Awalnya
sih nyari film yang dibintangi oleh D.O Kyungsoo – EXO (bias ku di EXO adalah
D.O – fans pemula), eh tapi ngerasa film ini bagus, ada pesan moralnya karena
mengangkat masalah sosial. Film ini menceritakan seorang perempuan bernama Sun
Hee, ibu dari 2 anak, Choi Tae Young (D.O Kyungsoo) dan adik perempuannya. Sun Hee
bekerja di sebuah supermarket selama lebih dari 5 tahun. Selama bekerja, status
Sun Hee hanya sebagai karyawan kontrak walaupun Sun Hee sudah bekerja keras
hingga lembur (uang lembur pun tidak diberikan oleh perusahaan).
Konflik
pun dimulai ketika direktur perusahaan memutuskan untuk memutuskan kontrak
kepada sebagian besar karyawan dikarenakan pemotongan anggaran. Sun Hee menjadi
salah satu dari sekian banyak karyawan yang kontraknya diputus. Sun Hee bingung
ketika dihadapkan dengan kebutuhan yang banyak dan akan kehilangan pekerjaan,
belum lagi Tae Young membutuhkan biaya untuk darmawisata sekolah sebagai syarat
kelulusan.
Awalnya
Hye Mi seorang karyawan juga yang bekerja di bagian kasir sama seperti Sun Hee
bersama Soon Rye seorang petugas kebersihan, membuat gagasan untuk dapat
berdialog dengan pimpinan perusahaan. Maka dibentuklah serikat buruh diantara
karyawan kontrak, dengan Hye Mi, Soon Rye dan Sun Hee sebagai pemimpinnya. Sun
Hee awalnya ragu, karena merasa tidak berpengalaman dalam hal tersebut, namun
atas desakan rekan-rekannya, Sun Hee bersedia menjadi pemimpin.
Pemimpin
perusahaan menolak untuk berdialog dengan pemimpin serikat buruh di perusahaan
tersebut.
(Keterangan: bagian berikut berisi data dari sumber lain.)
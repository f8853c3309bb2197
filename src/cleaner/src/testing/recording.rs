use std::sync::atomic::{AtomicBool, AtomicUsize, Ordering};
use std::sync::{Mutex, MutexGuard};

use async_trait::async_trait;

use crate::error::IndexError;
use crate::events::{DeletionEvent, DeletionKind, DeletionListener};
use crate::model::NodeId;
use crate::store::{IndexField, IndexTerm, IndexWriter};

fn lock<T>(mutex: &Mutex<T>) -> MutexGuard<'_, T> {
    mutex.lock().unwrap_or_else(|e| e.into_inner())
}

/// Index writer that records every removal batch.
#[derive(Debug, Default)]
pub struct RecordingIndex {
    batches: Mutex<Vec<Vec<IndexTerm>>>,
    failing: AtomicBool,
    attempts: AtomicUsize,
}

impl RecordingIndex {
    pub fn new() -> Self {
        Self::default()
    }

    /// Reject every following write.
    pub fn fail_writes(&self) {
        self.failing.store(true, Ordering::SeqCst);
    }

    /// Successfully written batches, in write order.
    pub fn batches(&self) -> Vec<Vec<IndexTerm>> {
        lock(&self.batches).clone()
    }

    /// Number of writes received, rejected ones included.
    pub fn attempts(&self) -> usize {
        self.attempts.load(Ordering::SeqCst)
    }

    /// Values of every exact-path term written.
    pub fn removed_paths(&self) -> Vec<String> {
        lock(&self.batches)
            .iter()
            .flatten()
            .filter(|t| t.field == IndexField::Path)
            .map(|t| t.value.clone())
            .collect()
    }
}

#[async_trait]
impl IndexWriter for RecordingIndex {
    async fn remove_entries(&self, terms: Vec<IndexTerm>) -> Result<(), IndexError> {
        self.attempts.fetch_add(1, Ordering::SeqCst);

        if self.failing.load(Ordering::SeqCst) {
            return Err(IndexError::Rejected("index writer is read-only".into()));
        }

        lock(&self.batches).push(terms);
        Ok(())
    }
}

/// Listener that keeps every event it receives.
#[derive(Debug, Default)]
pub struct RecordingListener {
    events: Mutex<Vec<DeletionEvent>>,
}

impl RecordingListener {
    pub fn new() -> Self {
        Self::default()
    }

    pub fn events(&self) -> Vec<DeletionEvent> {
        lock(&self.events).clone()
    }

    /// Node identifiers announced for `kind`, in arrival order.
    pub fn ids(&self, kind: DeletionKind) -> Vec<NodeId> {
        lock(&self.events)
            .iter()
            .filter(|e| e.kind == kind)
            .map(|e| e.node_id)
            .collect()
    }
}

impl DeletionListener for RecordingListener {
    fn on_deleted(&self, event: DeletionEvent) {
        lock(&self.events).push(event);
    }
}
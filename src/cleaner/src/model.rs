//! Repository data model as seen by the cleanup engine.

use std::fmt;
use std::str::FromStr;

/// Repository node identifier. Identifiers grow monotonically with insertion
/// order and are the pagination cursor for every candidate query.
pub type NodeId = i64;

/// Name of the container folder holding the preview folders of one content.
pub const PREVIEWS_FOLDER_NAME: &str = "Previews";

/// Content type of preview folders (the `Previews` root and its version
/// folders).
pub const FOLDER_TYPE_NAME: &str = "SystemFolder";

/// Content type of individual preview images.
pub const IMAGE_TYPE_NAME: &str = "PreviewImage";

/// A node selected for deletion.
#[derive(Debug, Clone, PartialEq, Eq)]
pub struct CandidateNode {
    pub id: NodeId,
    pub path: Option<String>,
}

impl CandidateNode {
    pub fn new(id: NodeId, path: impl Into<String>) -> Self {
        Self {
            id,
            path: Some(path.into()),
        }
    }
}

/// Predicate family of a candidate page query.
#[derive(Debug, Clone, Copy, PartialEq, Eq, Hash)]
pub enum CandidateKind {
    /// `Previews` roots and every version folder below them.
    VersionFolders,
    /// Only the `Previews` roots.
    PreviewRoots,
    /// Version folders and roots that have no children.
    EmptyFolders,
    /// Individual preview images.
    PreviewImages,
}

impl fmt::Display for CandidateKind {
    fn fmt(&self, f: &mut fmt::Formatter<'_>) -> fmt::Result {
        let s = match self {
            CandidateKind::VersionFolders => "version_folders",
            CandidateKind::PreviewRoots => "preview_roots",
            CandidateKind::EmptyFolders => "empty_folders",
            CandidateKind::PreviewImages => "preview_images",
        };
        write!(f, "{s}")
    }
}

/// One bounded page request against the content repository.
#[derive(Debug, Clone, PartialEq, Eq)]
pub struct CandidateQuery {
    pub kind: CandidateKind,
    pub node_type_id: i64,
    /// Only nodes strictly below this path.
    pub path_prefix: Option<String>,
    /// Only nodes whose ordinal index is greater than this.
    pub index_threshold: Option<i32>,
    /// Only nodes with a greater identifier.
    pub min_id: NodeId,
    pub page_size: usize,
}

/// Identifiers of the two node types the engine filters on, resolved once
/// before a run starts.
#[derive(Debug, Clone, Copy, PartialEq, Eq)]
pub struct NodeTypeIds {
    pub folder: i64,
    pub image: i64,
}

/// Publication status of a content version.
#[derive(Debug, Clone, Copy, PartialEq, Eq, Hash)]
pub enum VersionStatus {
    Approved,
    Locked,
    Draft,
    Rejected,
    Pending,
}

impl VersionStatus {
    /// Status code as persisted in the versions table.
    pub fn code(self) -> i32 {
        match self {
            VersionStatus::Approved => 1,
            VersionStatus::Locked => 2,
            VersionStatus::Draft => 4,
            VersionStatus::Rejected => 8,
            VersionStatus::Pending => 16,
        }
    }

    pub fn from_code(code: i32) -> Option<Self> {
        match code {
            1 => Some(VersionStatus::Approved),
            2 => Some(VersionStatus::Locked),
            4 => Some(VersionStatus::Draft),
            8 => Some(VersionStatus::Rejected),
            16 => Some(VersionStatus::Pending),
            _ => None,
        }
    }

    fn letter(self) -> char {
        match self {
            VersionStatus::Approved => 'A',
            VersionStatus::Locked => 'L',
            VersionStatus::Draft => 'D',
            VersionStatus::Rejected => 'R',
            VersionStatus::Pending => 'P',
        }
    }

    fn from_letter(letter: &str) -> Option<Self> {
        match letter {
            "A" | "a" => Some(VersionStatus::Approved),
            "L" | "l" => Some(VersionStatus::Locked),
            "D" | "d" => Some(VersionStatus::Draft),
            "R" | "r" => Some(VersionStatus::Rejected),
            "P" | "p" => Some(VersionStatus::Pending),
            _ => None,
        }
    }
}

/// A content version, compared by value.
///
/// Preview version folders are named after the version they render, in the
/// form `V<major>.<minor>` optionally followed by `.<status letter>`
/// (`V2.0.A`, `V1.3.D`). A missing status letter means approved.
#[derive(Debug, Clone, Copy, PartialEq, Eq, Hash)]
pub struct VersionNumber {
    pub major: i32,
    pub minor: i32,
    pub status: VersionStatus,
}

impl VersionNumber {
    pub fn new(major: i32, minor: i32, status: VersionStatus) -> Self {
        Self {
            major,
            minor,
            status,
        }
    }

    pub fn is_locked(&self) -> bool {
        self.status == VersionStatus::Locked
    }
}

impl fmt::Display for VersionNumber {
    fn fmt(&self, f: &mut fmt::Formatter<'_>) -> fmt::Result {
        write!(f, "V{}.{}.{}", self.major, self.minor, self.status.letter())
    }
}

#[derive(Debug, Clone, PartialEq, Eq, thiserror::Error)]
#[error("not a version tag: {0:?}")]
pub struct ParseVersionError(String);

impl FromStr for VersionNumber {
    type Err = ParseVersionError;

    fn from_str(s: &str) -> Result<Self, Self::Err> {
        let err = || ParseVersionError(s.to_string());

        let body = s.strip_prefix('V').ok_or_else(err)?;
        let mut parts = body.split('.');

        let major = parts
            .next()
            .and_then(|p| p.parse::<i32>().ok())
            .filter(|n| *n >= 0)
            .ok_or_else(err)?;
        let minor = parts
            .next()
            .and_then(|p| p.parse::<i32>().ok())
            .filter(|n| *n >= 0)
            .ok_or_else(err)?;
        let status = match parts.next() {
            Some(letter) => VersionStatus::from_letter(letter).ok_or_else(err)?,
            None => VersionStatus::Approved,
        };

        if parts.next().is_some() {
            return Err(err());
        }

        Ok(VersionNumber::new(major, minor, status))
    }
}

/// The last major and last minor version of a content, either of which may
/// be missing.
#[derive(Debug, Clone, Copy, Default, PartialEq, Eq)]
pub struct LastVersions {
    pub major: Option<VersionNumber>,
    pub minor: Option<VersionNumber>,
}

impl LastVersions {
    /// Whether `version` is one of the two current versions.
    pub fn is_current(&self, version: &VersionNumber) -> bool {
        self.major.as_ref() == Some(version) || self.minor.as_ref() == Some(version)
    }
}

/// Last segment of a repository path.
pub fn path_name(path: &str) -> &str {
    match path.rfind('/') {
        Some(idx) => &path[idx + 1..],
        None => path,
    }
}

/// Parent of a repository path, `None` for the root or a single segment.
pub fn parent_path(path: &str) -> Option<&str> {
    let trimmed = path.trim_end_matches('/');
    match trimmed.rfind('/') {
        Some(0) | None => None,
        Some(idx) => Some(&trimmed[..idx]),
    }
}

/// Path of the content a preview version folder belongs to:
/// `/Root/Docs/a.docx/Previews/V1.0.A` belongs to `/Root/Docs/a.docx`.
pub fn owning_content_path(version_folder_path: &str) -> Option<&str> {
    parent_path(version_folder_path).and_then(parent_path)
}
Serikat buruh akhirnya melakukan aksi mogok kerja hingga akhirnya
menduduki supermarket dan melakukan aktivitas sehari-hari di dalam supermarket
(makan, memasak, tidur dan berbincang). Mereka saling berbagi atas keluh kesah selama bekerja. Ada juga yang mengeluhkan, mereka harus bekerja harus dengan riasan dan tampil menarik. Atas aksi serikat buruh ini, perusahaan
mengaku kepada media bahwa mereka rugi hingga milyaran. Dan berita ini
dibesar-besarkan, hingga membuat opini masyarakat bahwa aksi dari serikat buruh
tersebut memberikan dampak yang negatif.
Tidak
hanya sampai disitu, perusahaan juga memanggil aparat keamanan untuk segera
mengamankan serikat buruh yang berunjuk rasa. Padahal mereka semuanya
perempuan, tetapi dihadapi dengan sejumlah aparat yang bersenjata lengkap.
Konflik
tidak hanya sampai disitu. Ternyata untuk karyawan tidak tetap, terjadi
pemotongan gaji dan perubahan status dari karyawan tetap menjadi tidak tetap. Tentu
saja tanpa melalui prosedur dan mekanisme dari peraturan yang berlaku. Serikat buruh
dari karyawan tidak tetap sepakat untuk bergabung dengan serikat buruh karyawan
tetap. Mereka melakukan aksi didepan supermarket, dengan mengajak serta
masyarakat. Serikat buruh ini menjadi goyah saat ada berbagai masalah timbul
dari keluarga masing-masing. Beberapa memutuskan untuk mencari pekerjaan lain,
dan ada juga yang memutuskan untuk menerima kompensasi dari perusahaan. Walaupun
mereka mengalami banyak kesulitan, pada akhir film ini mereka kembali berjuang
bersama-sama untuk memperjuangkan hak mereka.
Disini diceritak
juga bahwa D.O harus bekerja paruh waktu sepulang sekolah untuk dapat membayar
biaya darmawisatanya. Saat akan menerima gaji, D.O juga diperlakukan tidak adil
dengan tidak memberikan gaji sesuai dengan kesepakatan awal. D.O akhirnya
melakukan perlawanan hingga akhirnya dia dipukuli oleh pemilik toko dan
membawanya ke kantor polisi. Ibu D.O akhirnya memberikan pembelaan terhadap
anaknya, dan akhirnya pemilik toko memberikan gaji sesuai dengan kesepakatan.
Film
ini memang sarat akan isu sosial yang diangkat ke dalam film. Kemungkinan besar
banyak anak muda menontonnya karena keberadaan D.O yang sedang menguji
kemampuan aktingnya setelah sukses mendapat peran di It’s Okat That’s Love. D.O
sendiri adalah salah satu personil EXO yang memiliki fans cukup banyak, dan
fans korea terkenal sangat fanatic dan kadang sakit jiwa menurut ku.
Yang
menarik bagiku (selain dengan kehadiran D.O) adalah, tidak banyak film korea
yang mengangkat isu sosial, cenderung mengangkat cerita cinta dengan
menonjolkan kesempurnaan fisik mereka. Selain itu, hak-hak dari pekerja yang
tidak dipenuhi oleh perusahaan. Aku teringat perkataan temanku, “Pemilik
perusahaan itu tidak akan jatuh miskin saat memenuhi hak dari karyawannya”.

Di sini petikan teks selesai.